La capacidad de comunicación
se amplía y se fortalece en la medida en la cual crece la movilidad y con
ella la posibilidad de los intercambios no sólo de productos sino también y
sobre todo- de conocimiento y experiencias. Por eso el rol de las ciudades, que
ha sido esencial a lo largo de todo el proceso civilizatorio, se ha potenciado
en la última centuria como consecuencia de la extraordinaria expansión de la
democracia y de las tecnologías de las comunicaciones.

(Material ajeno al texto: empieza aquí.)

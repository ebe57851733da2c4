//! Registry mapping container identity to its permission queue.

use crate::queue::PermissionQueue;
use log::{debug, info};
use parking_lot::RwLock;
use permit_rs_config::QueueConfig;
use permit_rs_protocol::{
    Container, ContainerId, EventSink, GrantStatus, LifecycleEvent, PermissionHost, PermissionId,
    RequestToken,
};
use std::collections::HashMap;
use std::sync::Arc;

/// Found-or-created queues, one per live container.
pub struct QueueRegistry {
    host: Arc<dyn PermissionHost>,
    config: QueueConfig,
    queues: RwLock<HashMap<ContainerId, Arc<PermissionQueue>>>,
    event_sink: RwLock<Option<Arc<dyn EventSink>>>,
}

impl QueueRegistry {
    /// Create an empty registry issuing through `host`.
    pub fn new(host: Arc<dyn PermissionHost>, config: QueueConfig) -> Self {
        Self {
            host,
            config,
            queues: RwLock::new(HashMap::new()),
            event_sink: RwLock::new(None),
        }
    }

    /// Attach an event sink to current and future queues.
    pub fn set_event_sink(&self, sink: Option<Arc<dyn EventSink>>) {
        *self.event_sink.write() = sink.clone();
        for queue in self.queues.read().values() {
            queue.set_event_sink(sink.clone());
        }
    }

    /// Return the live queue for `container`, creating it on first use.
    ///
    /// A queue retired by a destroy signal is replaced, so a recreated
    /// container that reuses its identity gets a fresh queue.
    pub fn get_or_create(&self, container: &Arc<dyn Container>) -> Arc<PermissionQueue> {
        let container_id = container.id();
        if let Some(queue) = self.get(container_id) {
            return queue;
        }

        let mut queues = self.queues.write();
        if let Some(queue) = queues.get(&container_id)
            && !queue.is_destroyed()
        {
            return queue.clone();
        }
        let queue = Arc::new(PermissionQueue::new(
            container.clone(),
            self.host.clone(),
            self.config.clone(),
        ));
        queue.set_event_sink(self.event_sink.read().clone());
        queues.insert(container_id, queue.clone());
        info!(
            "registered permission queue (container_id={}, queues={})",
            container_id,
            queues.len()
        );
        queue
    }

    /// Live queue for a container, if one exists.
    pub fn get(&self, container_id: ContainerId) -> Option<Arc<PermissionQueue>> {
        self.queues
            .read()
            .get(&container_id)
            .filter(|queue| !queue.is_destroyed())
            .cloned()
    }

    /// Forward a lifecycle signal; a destroy signal also drops the entry.
    pub fn dispatch_lifecycle(&self, container_id: ContainerId, event: LifecycleEvent) {
        let queue = if event.is_terminal() {
            let removed = self.queues.write().remove(&container_id);
            if removed.is_some() {
                info!("discarding permission queue (container_id={container_id})");
            }
            removed
        } else {
            self.get(container_id)
        };
        match queue {
            Some(queue) => queue.on_lifecycle_event(event),
            None => debug!(
                "lifecycle event for container without queue (container_id={}, event={:?})",
                container_id, event
            ),
        }
    }

    /// Forward a host result; results for unknown containers are dropped.
    pub fn dispatch_result(
        &self,
        container_id: ContainerId,
        token: RequestToken,
        permissions: &[PermissionId],
        results: Vec<GrantStatus>,
    ) {
        match self.get(container_id) {
            Some(queue) => queue.on_result(token, permissions, results),
            None => debug!(
                "ignoring result for container without queue (container_id={}, token={})",
                container_id, token
            ),
        }
    }

    /// Number of registered queues.
    pub fn len(&self) -> usize {
        self.queues.read().len()
    }

    /// Whether no queue is registered.
    pub fn is_empty(&self) -> bool {
        self.queues.read().is_empty()
    }
}
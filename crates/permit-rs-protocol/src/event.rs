//! Observable queue transitions.

use crate::{ContainerId, GrantStatus, LifecycleEvent, PermissionId, RequestToken};
use chrono::{DateTime, Utc};
use serde::{Deserialize, Serialize};
use uuid::Uuid;

/// Wrapper for events emitted by a permission queue.
#[derive(Debug, Clone, Serialize, Deserialize)]
pub struct QueueEvent {
    /// Unique id for the event.
    pub id: Uuid,
    /// Container whose queue emitted the event.
    pub container_id: ContainerId,
    /// Timestamp when the event was created.
    pub created_at: DateTime<Utc>,
    /// Event payload content.
    pub payload: QueueEventPayload,
}

impl QueueEvent {
    /// Stamp a payload with a fresh id and the current time.
    pub fn new(container_id: ContainerId, payload: QueueEventPayload) -> Self {
        Self {
            id: Uuid::new_v4(),
            container_id,
            created_at: Utc::now(),
            payload,
        }
    }
}

/// All transitions a queue reports.
#[derive(Debug, Clone, PartialEq, Eq, Serialize, Deserialize)]
#[serde(rename_all = "snake_case", tag = "type", content = "payload")]
pub enum QueueEventPayload {
    /// A new entry was appended to the pending queue.
    Enqueued {
        token: RequestToken,
        permissions: Vec<PermissionId>,
    },
    /// A duplicate request joined an existing entry.
    Shared {
        token: RequestToken,
        listeners: usize,
    },
    /// An entry moved into the in-flight slot and was sent to the host.
    Issued {
        token: RequestToken,
        permissions: Vec<PermissionId>,
    },
    /// The host answered the in-flight entry.
    Resolved {
        token: RequestToken,
        results: Vec<GrantStatus>,
    },
    /// The in-flight entry was cancelled by a lifecycle signal.
    Cancelled {
        token: RequestToken,
        reason: LifecycleEvent,
    },
    /// A result arrived for a token that is not in flight.
    StaleResult { token: RequestToken },
    /// Pending entries dropped at permanent teardown.
    Discarded { tokens: Vec<RequestToken> },
}

/// Sink for queue events.
pub trait EventSink: Send + Sync {
    /// Emit a queue event.
    fn emit(&self, event: QueueEvent);
}
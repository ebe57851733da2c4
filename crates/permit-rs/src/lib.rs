//! Public SDK surface for permit.
//!
//! This crate re-exports the core building blocks and provides a small
//! initialization helper to keep consumer setup consistent.

/// Re-export for convenience.
pub use permit_rs_config as config;
pub use permit_rs_core as core;
/// Re-export for convenience.
pub use permit_rs_protocol as protocol;

pub use permit_rs_core::{PermissionGateway, PermitError};

#[inline]
/// Initialize logging using env_logger if the "logging" feature is enabled.
///
/// This is a no-op if the feature is not enabled. Binaries are still expected
/// to call this early in startup to ensure log output is wired up.
pub fn init_logging() {
    #[cfg(feature = "logging")]
    {
        let _ = env_logger::try_init();
    }
}
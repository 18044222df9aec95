use serde::{Deserialize, Serialize};

use crate::core::store::{MetricsSnapshot, Server};

/// Control messages a live client may send.
#[derive(Debug, Clone, PartialEq, Deserialize)]
#[serde(tag = "type", rename_all = "snake_case")]
pub enum InboundMessage {
    ConnectServer {
        server_id: i64,
    },
    DisconnectServer {
        server_id: i64,
        #[serde(default)]
        force: bool,
    },
    ExecuteCommand {
        server_id: i64,
        command: String,
    },
    GetServerList,
}

#[derive(Debug, Clone, PartialEq, Serialize)]
pub struct ServerSummary {
    pub id: i64,
    pub name: String,
    pub host: String,
    pub port: u16,
    #[serde(rename = "type")]
    pub server_type: String,
    pub connected: bool,
}

impl From<&Server> for ServerSummary {
    fn from(s: &Server) -> Self {
        Self {
            id: s.id,
            name: s.name.clone(),
            host: s.host.clone(),
            port: s.port,
            server_type: s.server_type.clone(),
            connected: s.connected,
        }
    }
}

/// Everything pushed to a live client. `status` on a status update is the
/// server's connected flag after the operation.
#[derive(Debug, Clone, PartialEq, Serialize)]
#[serde(tag = "type", rename_all = "snake_case")]
pub enum OutboundEvent {
    ServerList {
        servers: Vec<ServerSummary>,
    },
    ServerStatusUpdate {
        server_id: i64,
        status: bool,
        message: String,
    },
    CommandResult {
        server_id: i64,
        success: bool,
        message: String,
        output: String,
    },
    ServerMetrics {
        server_id: i64,
        metrics: MetricsSnapshot,
    },
}
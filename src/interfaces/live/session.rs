use futures_util::{Stream, StreamExt};
use std::collections::HashMap;
use std::sync::Arc;
use std::sync::atomic::{AtomicU64, Ordering};
use std::time::Duration;
use tokio::sync::{Mutex, mpsc};
use tokio::time::MissedTickBehavior;
use tokio_util::sync::CancellationToken;
use tracing::{debug, info, warn};

use super::messages::{InboundMessage, OutboundEvent, ServerSummary};
use crate::core::dispatcher::CommandResult;
use crate::core::fleet::Fleet;

/// What the transport adapter hands the session loop.
#[derive(Debug, Clone, PartialEq)]
pub enum ClientFrame {
    Text(String),
    Closed,
}

struct ActiveClient {
    session: u64,
    evicted: CancellationToken,
}

/// Active live clients by id. A reconnecting id evicts the older session.
#[derive(Default)]
pub struct ClientRegistry {
    clients: Mutex<HashMap<String, ActiveClient>>,
    next_session: AtomicU64,
}

impl ClientRegistry {
    pub fn new() -> Self {
        Self::default()
    }

    async fn register(&self, client_id: &str) -> (u64, CancellationToken) {
        let session = self.next_session.fetch_add(1, Ordering::Relaxed);
        let evicted = CancellationToken::new();
        let previous = self.clients.lock().await.insert(
            client_id.to_string(),
            ActiveClient {
                session,
                evicted: evicted.clone(),
            },
        );
        if let Some(previous) = previous {
            info!(client_id, "Live client reconnected; closing the older session");
            previous.evicted.cancel();
        }
        (session, evicted)
    }

    /// Removes the entry only if it still belongs to `session`.
    async fn release(&self, client_id: &str, session: u64) {
        let mut clients = self.clients.lock().await;
        if clients.get(client_id).is_some_and(|c| c.session == session) {
            clients.remove(client_id);
        }
    }

    pub async fn count(&self) -> usize {
        self.clients.lock().await.len()
    }

    pub async fn contains(&self, client_id: &str) -> bool {
        self.clients.lock().await.contains_key(client_id)
    }
}

pub async fn server_list(fleet: &Fleet) -> OutboundEvent {
    let servers = match fleet.list_servers(0, None).await {
        Ok(servers) => servers.iter().map(ServerSummary::from).collect(),
        Err(e) => {
            warn!("Failed to list servers for live client: {}", e);
            Vec::new()
        }
    };
    OutboundEvent::ServerList { servers }
}

async fn connected_after(fleet: &Fleet, server_id: i64) -> bool {
    fleet.registry.is_connected(server_id).await.unwrap_or(false)
}

/// Runs one control message and produces its single reply.
pub async fn handle_message(fleet: &Fleet, message: InboundMessage) -> OutboundEvent {
    match message {
        InboundMessage::ConnectServer { server_id } => {
            let message = match fleet.registry.connect(server_id).await {
                Ok(outcome) => outcome.message,
                Err(e) => e.to_string(),
            };
            OutboundEvent::ServerStatusUpdate {
                server_id,
                status: connected_after(fleet, server_id).await,
                message,
            }
        }
        InboundMessage::DisconnectServer { server_id, force } => {
            let message = match fleet.registry.disconnect(server_id, force).await {
                Ok(outcome) => outcome.message,
                Err(e) => e.to_string(),
            };
            OutboundEvent::ServerStatusUpdate {
                server_id,
                status: connected_after(fleet, server_id).await,
                message,
            }
        }
        InboundMessage::ExecuteCommand { server_id, command } => {
            let result = CommandResult::from(fleet.dispatcher.execute(server_id, &command, true).await);
            OutboundEvent::CommandResult {
                server_id,
                success: result.success,
                message: result.message,
                output: result.output.unwrap_or_default(),
            }
        }
        InboundMessage::GetServerList => server_list(fleet).await,
    }
}

/// Pushes a metrics event for every connected server once per `period`, first
/// one `period` after the client opened, until cancelled. Cancellation also
/// interrupts a sample or a send to a client that has stopped reading.
async fn metrics_loop(
    fleet: Fleet,
    outbound: mpsc::Sender<OutboundEvent>,
    period: Duration,
    cancel: CancellationToken,
) {
    let mut ticker = tokio::time::interval_at(tokio::time::Instant::now() + period, period);
    ticker.set_missed_tick_behavior(MissedTickBehavior::Delay);

    loop {
        tokio::select! {
            _ = cancel.cancelled() => return,
            _ = ticker.tick() => {}
        }

        let servers = match fleet.connected_servers().await {
            Ok(servers) => servers,
            Err(e) => {
                warn!("Metrics loop could not list servers: {}", e);
                continue;
            }
        };

        for server in servers {
            let sampled = tokio::select! {
                _ = cancel.cancelled() => return,
                sampled = fleet.sampler.sample_if_connected(server.id) => sampled,
            };
            match sampled {
                Ok(Some(outcome)) => {
                    let event = OutboundEvent::ServerMetrics {
                        server_id: server.id,
                        metrics: outcome.metrics,
                    };
                    if !send_or_cancel(&outbound, event, &cancel).await {
                        return;
                    }
                }
                Ok(None) => {}
                Err(e) => debug!(server_id = server.id, "Skipping metrics: {}", e),
            }
        }
    }
}

/// False when the channel is closed or `cancel` fires before there is room.
async fn send_or_cancel(
    outbound: &mpsc::Sender<OutboundEvent>,
    event: OutboundEvent,
    cancel: &CancellationToken,
) -> bool {
    tokio::select! {
        _ = cancel.cancelled() => false,
        sent = outbound.send(event) => sent.is_ok(),
    }
}

/// Drives one live client from open to teardown. All outbound traffic goes
/// through `outbound`, whose single consumer owns the socket.
pub async fn run_client_session<S>(
    fleet: Fleet,
    clients: Arc<ClientRegistry>,
    client_id: String,
    mut inbound: S,
    outbound: mpsc::Sender<OutboundEvent>,
    metrics_interval: Duration,
) where
    S: Stream<Item = ClientFrame> + Send + Unpin,
{
    let (session, evicted) = clients.register(&client_id).await;
    info!(client_id = %client_id, "Live client connected");

    if !send_or_cancel(&outbound, server_list(&fleet).await, &evicted).await {
        clients.release(&client_id, session).await;
        return;
    }

    let cancel = CancellationToken::new();
    let metrics = tokio::spawn(metrics_loop(
        fleet.clone(),
        outbound.clone(),
        metrics_interval,
        cancel.clone(),
    ));

    loop {
        let frame = tokio::select! {
            _ = evicted.cancelled() => break,
            frame = inbound.next() => frame,
        };
        let text = match frame {
            Some(ClientFrame::Text(text)) => text,
            Some(ClientFrame::Closed) | None => break,
        };
        let message = match serde_json::from_str::<InboundMessage>(&text) {
            Ok(message) => message,
            Err(e) => {
                warn!(client_id = %client_id, "Malformed live message, closing client: {}", e);
                break;
            }
        };
        let reply = handle_message(&fleet, message).await;
        if !send_or_cancel(&outbound, reply, &evicted).await {
            break;
        }
    }

    cancel.cancel();
    if let Err(e) = metrics.await {
        warn!(client_id = %client_id, "Metrics loop ended abnormally: {}", e);
    }
    clients.release(&client_id, session).await;
    info!(client_id = %client_id, "Live client disconnected");
}
use anyhow::Result;

use crate::core::settings::Settings;
use crate::core::store::{PersistenceGateway, SqliteStore};
use crate::core::terminal::{print_info, print_server_row};

pub async fn run_list(settings: &Settings) -> Result<()> {
    let store = SqliteStore::open(settings.database_path()).await?;
    let servers = store.list_servers(0, None).await?;

    if servers.is_empty() {
        print_info("No servers registered. Add some to the fleet config and run 'switchboard sync'.");
        return Ok(());
    }
    for server in &servers {
        print_server_row(server);
    }
    Ok(())
}
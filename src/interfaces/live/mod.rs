//! Per-client duplex channel: server list on open, periodic metrics, and one
//! reply per control message.

pub mod messages;
mod session;
mod socket;

pub use messages::{InboundMessage, OutboundEvent, ServerSummary};
pub use session::{ClientFrame, ClientRegistry, handle_message, run_client_session, server_list};
pub use socket::live_socket_endpoint;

Pero si la movilidad en el
interior de las ciudades es esencial, no es suficiente pues ellas no son islas,
entes aislados y autosuficentes sino que se inscriben dentro de sistemas de
ciudades que se complementan y se apoyan mutuamente en complejos procesos de
competencia virtuosa.
En la Venezuela colonial y la
republicana pre-petrolera las ciudades, que interiormente funcionaban
razonablemente bien, existían dentro de lo que Elías Pino llamó el país
archipiélago, en un territorio desarticulado, formando en el mejor de los
casos binomio con un puerto que posibilitaba unas precarias y esporádicas
comunicaciones con el resto del mundo.
Los fundadores de la moderna
democracia venezolana entendieron muy bien la magnitud de ese obstáculo al
desarrollo nacional y en 1945, junto a la Comisión Nacional de
Urbanismo, crearon la Comisión Nacional de Vialidad que dos años más tarde
entregaba el Plan Preliminar de Vialidad, valiosísimo instrumento que guió
la construcción de la red de comunicaciones del país durante toda la segunda
mitad del siglo XX, una de las mejores si no la mejor de toda América Latina,
que en muchos aspectos se adelantó incluso a varios países europeos y
contribuyó de manera decisiva a la consolidación del actual sistema de
ciudades.
El sedicente Socialismo del
siglo XXI no sólo ha sido incapaz de seguir ese ejemplo de planificación a
largo plazo sino que ni siquiera ha logrado mantener lo que recibió: la
obsolescencia de las vías, su deterioro por falta de mantenimiento y la
inseguridad han vuelto a colocar al territorio nacional en condiciones no muy
diferentes de las que existían en el país archipiélago cuando el mundo, con el
desarrollo de los trenes de alta velocidad y de los incipientes pero
prometedores automóviles y camiones autónomos impulsa una auténtica revolución
copernicana en la integración de sistemas de ciudades que incluso trascienden
las fronteras nacionales.
Otros países de la región como
Brasil o Colombia han entendido la magnitud del desafío y han creado
comisiones encargadas de planificar y desarrollar infraestructuras
territoriales de punta, en grado de competir a escala mundial. Mientras
tanto, en el “país potencia energética”, infraestructuras ferroviarias
decididas arbitrariamente yacen inconclusas, los principales puertos y
aeropuertos ven disminuir su actividad día a día, las carreteras son cada vez
más intransitables y los cortes de luz ocurren cada vez con mayor frecuencia.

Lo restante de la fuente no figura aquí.